The exact functions which are throwing this exception are callerMustBeStrategyContract and callerMustBeSpecificStrategyContract which only allow active strategies

  function callerMustBeStrategyContract(IStore s, address caller) external view {
    bool callerIsStrategyContract = s.getBoolByKey(_getIsActiveStrategyKey(caller));
    require(callerIsStrategyContract == true, "Not a strategy contract");
  }

  function callerMustBeSpecificStrategyContract(
    IStore s,
    address caller,
    bytes32 /*strategyName*/
  ) external view {
    bool callerIsStrategyContract = s.getBoolByKey(_getIsActiveStrategyKey(caller));
    require(callerIsStrategyContract == true, "Not a strategy contract");
  }

Please note that OpenZeppelin reported this issue.

The CoverReassurance contract contains a mechanism to retrieve funds from an arbitrary account, as long as the account has provided a non-zero allowance. This would occur whenever a cover owner can front-run another cover owner's reassurance transaction, allowing them to redirect the funds to their own cover.

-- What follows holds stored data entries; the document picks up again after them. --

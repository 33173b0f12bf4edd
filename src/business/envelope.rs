use serde::de::DeserializeOwned;
use serde_json::{Map, Value};

use crate::Result;
use crate::error::Error;

/// Outcome carried in the processor's response body.
///
/// A response with a non-null `data` field is [`Envelope::Data`]; otherwise
/// its `error` field becomes [`Envelope::Error`]. Object-shaped errors (per
/// field validation messages) are kept as their compact JSON text.
#[non_exhaustive]
#[derive(Clone, Debug, Eq, PartialEq)]
pub enum Envelope<T> {
    Data(T),
    Error(String),
}

impl<T> Envelope<T> {
    #[must_use]
    pub const fn is_data(&self) -> bool {
        matches!(self, Envelope::Data(_))
    }

    #[must_use]
    pub fn data(self) -> Option<T> {
        match self {
            Envelope::Data(data) => Some(data),
            Envelope::Error(_) => None,
        }
    }

    #[must_use]
    pub fn error(&self) -> Option<&str> {
        match self {
            Envelope::Data(_) => None,
            Envelope::Error(message) => Some(message),
        }
    }

    pub fn map<U, F: FnOnce(T) -> U>(self, f: F) -> Envelope<U> {
        match self {
            Envelope::Data(data) => Envelope::Data(f(data)),
            Envelope::Error(message) => Envelope::Error(message),
        }
    }

    /// Converts into a `Result` with the remote error message as `Err`.
    pub fn into_result(self) -> std::result::Result<T, String> {
        match self {
            Envelope::Data(data) => Ok(data),
            Envelope::Error(message) => Err(message),
        }
    }
}

impl<T: DeserializeOwned> Envelope<T> {
    pub(crate) fn from_value(value: Value) -> Result<Self> {
        let mut object = match value {
            Value::Object(object) => object,
            other => {
                return Err(Error::malformed_response(format!(
                    "expected a JSON object, got {other}"
                )));
            }
        };

        // Non-object `data` next to an `error` is a rejection, not a result.
        match object.remove("data") {
            Some(Value::Null) | None => Self::from_error(object),
            Some(data) if !data.is_object() && has_error(&object) => Self::from_error(object),
            Some(data) => Ok(Envelope::Data(crate::serde_helpers::deserialize(data)?)),
        }
    }

    fn from_error(mut object: Map<String, Value>) -> Result<Self> {
        match object.remove("error") {
            Some(Value::String(message)) => Ok(Envelope::Error(message)),
            Some(Value::Null) | None => Err(Error::malformed_response(
                "response has neither `data` nor `error`",
            )),
            Some(other) => Ok(Envelope::Error(other.to_string())),
        }
    }
}

fn has_error(object: &Map<String, Value>) -> bool {
    object.get("error").is_some_and(|error| !error.is_null())
}
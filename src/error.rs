use std::backtrace::Backtrace;
use std::error::Error as StdError;
use std::fmt;

use reqwest::header::InvalidHeaderValue;
use reqwest::{Method, StatusCode};

/// Broad category of an [`Error`].
#[non_exhaustive]
#[derive(Clone, Copy, Debug, Eq, PartialEq)]
pub enum Kind {
    /// The request never produced a response (DNS, connect, TLS, body read).
    Transport,
    /// Non-2xx response whose body is not a processor envelope.
    Status,
    /// The request payload could not be serialized; nothing was sent.
    Serialization,
    /// Invalid local input, rejected before any network activity.
    Validation,
    /// The response could not be decoded.
    Internal,
}

#[derive(Debug)]
pub struct Error {
    kind: Kind,
    source: Option<Box<dyn StdError + Send + Sync + 'static>>,
    backtrace: Backtrace,
}

impl Error {
    pub fn with_source<S: StdError + Send + Sync + 'static>(kind: Kind, source: S) -> Self {
        Self {
            kind,
            source: Some(Box::new(source)),
            backtrace: Backtrace::capture(),
        }
    }

    #[must_use]
    pub fn kind(&self) -> Kind {
        self.kind
    }

    #[must_use]
    pub fn backtrace(&self) -> &Backtrace {
        &self.backtrace
    }

    #[must_use]
    pub fn inner(&self) -> Option<&(dyn StdError + Send + Sync + 'static)> {
        self.source.as_deref()
    }

    /// Returns the typed source, e.g. [`Status`] for [`Kind::Status`] errors.
    #[must_use]
    pub fn downcast_ref<E: StdError + 'static>(&self) -> Option<&E> {
        let source = self.source.as_deref()?;
        source.downcast_ref::<E>()
    }

    pub fn validation<S: Into<String>>(reason: S) -> Self {
        Validation {
            reason: reason.into(),
        }
        .into()
    }

    pub fn status<S: Into<String>>(
        status_code: StatusCode,
        method: Method,
        path: String,
        message: S,
    ) -> Self {
        Status {
            status_code,
            method,
            path,
            message: message.into(),
        }
        .into()
    }

    #[must_use]
    pub fn serialization(source: serde_json::Error) -> Self {
        Self::with_source(Kind::Serialization, source)
    }

    pub fn malformed_response<S: Into<String>>(reason: S) -> Self {
        MalformedResponse {
            reason: reason.into(),
        }
        .into()
    }
}

impl fmt::Display for Error {
    fn fmt(&self, f: &mut fmt::Formatter<'_>) -> fmt::Result {
        match &self.source {
            Some(source) => write!(f, "{:?}: {source}", self.kind),
            None => write!(f, "{:?}", self.kind),
        }
    }
}

impl StdError for Error {
    fn source(&self) -> Option<&(dyn StdError + 'static)> {
        self.source
            .as_deref()
            .map(|e| e as &(dyn StdError + 'static))
    }
}

/// Non-2xx response that did not carry a `data`/`error` envelope.
#[non_exhaustive]
#[derive(Debug)]
pub struct Status {
    pub status_code: StatusCode,
    pub method: Method,
    pub path: String,
    pub message: String,
}

impl fmt::Display for Status {
    fn fmt(&self, f: &mut fmt::Formatter<'_>) -> fmt::Result {
        write!(
            f,
            "error({}) making {} call to {} with {}",
            self.status_code, self.method, self.path, self.message
        )
    }
}

impl StdError for Status {}

#[non_exhaustive]
#[derive(Debug)]
pub struct Validation {
    pub reason: String,
}

impl fmt::Display for Validation {
    fn fmt(&self, f: &mut fmt::Formatter<'_>) -> fmt::Result {
        write!(f, "invalid: {}", self.reason)
    }
}

impl StdError for Validation {}

#[non_exhaustive]
#[derive(Debug)]
pub struct MalformedResponse {
    pub reason: String,
}

impl fmt::Display for MalformedResponse {
    fn fmt(&self, f: &mut fmt::Formatter<'_>) -> fmt::Result {
        write!(f, "malformed response: {}", self.reason)
    }
}

impl StdError for MalformedResponse {}

impl From<Status> for Error {
    fn from(err: Status) -> Self {
        Error::with_source(Kind::Status, err)
    }
}

impl From<Validation> for Error {
    fn from(err: Validation) -> Self {
        Error::with_source(Kind::Validation, err)
    }
}

impl From<MalformedResponse> for Error {
    fn from(err: MalformedResponse) -> Self {
        Error::with_source(Kind::Internal, err)
    }
}

impl From<reqwest::Error> for Error {
    fn from(err: reqwest::Error) -> Self {
        Error::with_source(Kind::Transport, err)
    }
}

impl From<url::ParseError> for Error {
    fn from(err: url::ParseError) -> Self {
        Error::with_source(Kind::Validation, err)
    }
}

impl From<InvalidHeaderValue> for Error {
    fn from(err: InvalidHeaderValue) -> Self {
        Error::with_source(Kind::Internal, err)
    }
}
use serde::de::DeserializeOwned;
use serde_json::Value;

use crate::Result;
use crate::error::{Error, Kind};

/// Decodes `value` into `T`.
///
/// With the `tracing` feature, errors carry the JSON path of the offending
/// field and fields `T` does not know about are traced.
#[cfg(feature = "tracing")]
pub(crate) fn deserialize<T: DeserializeOwned>(value: Value) -> Result<T> {
    let mut ignored = Vec::new();
    let deserializer = serde_ignored::Deserializer::new(value, |path| {
        ignored.push(path.to_string());
    });
    let result: T = serde_path_to_error::deserialize(deserializer)
        .map_err(|e| Error::with_source(Kind::Internal, e))?;

    if !ignored.is_empty() {
        tracing::trace!(fields = ?ignored, "ignored unknown response fields");
    }

    Ok(result)
}

#[cfg(not(feature = "tracing"))]
pub(crate) fn deserialize<T: DeserializeOwned>(value: Value) -> Result<T> {
    serde_json::from_value(value).map_err(|e| Error::with_source(Kind::Internal, e))
}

Even without front-running, there are multiple reasons an account may have a non-zero allowance, including:

• Their addReassurance transaction failed and they didn't revoke the allowance.
• They made an unlimited approval.
• They approved a higher allowance than the amount they eventually transferred.

In all cases, an attacker can retrieve those funds and direct them towards a cover.

A recovery agent could still retrieve the funds from the CoverReassurance contract and distribute them as desired, although it is unclear how they would distinguish a front-running attack from one where a cover owner legitimately transfers funds from a different account.

Consider retrieving the tokens from the message sender rather than an arbitrary account parameter.

Please note that OpenZeppelin reported this issue.

The protocol administrator is one of the most critical roles with immense privilege in the operation of the entire protocol. For example, only the administrator can re-initialize the protocol, grant key access control roles, as well as set up all staking and bonding pools.

However, when setting up a staking pool, a non-zero amount of reward tokens are required to be pre-transferred to the administrator account and pulled to the contract. This implies that the administrator needs to receive and approve the transaction a priori. This increases the attack surface and may not fit the intended security assumptions for a critical role.

Consider either using a less critical role to perform staking pool initialization or allowing pool initialization without any token transfer.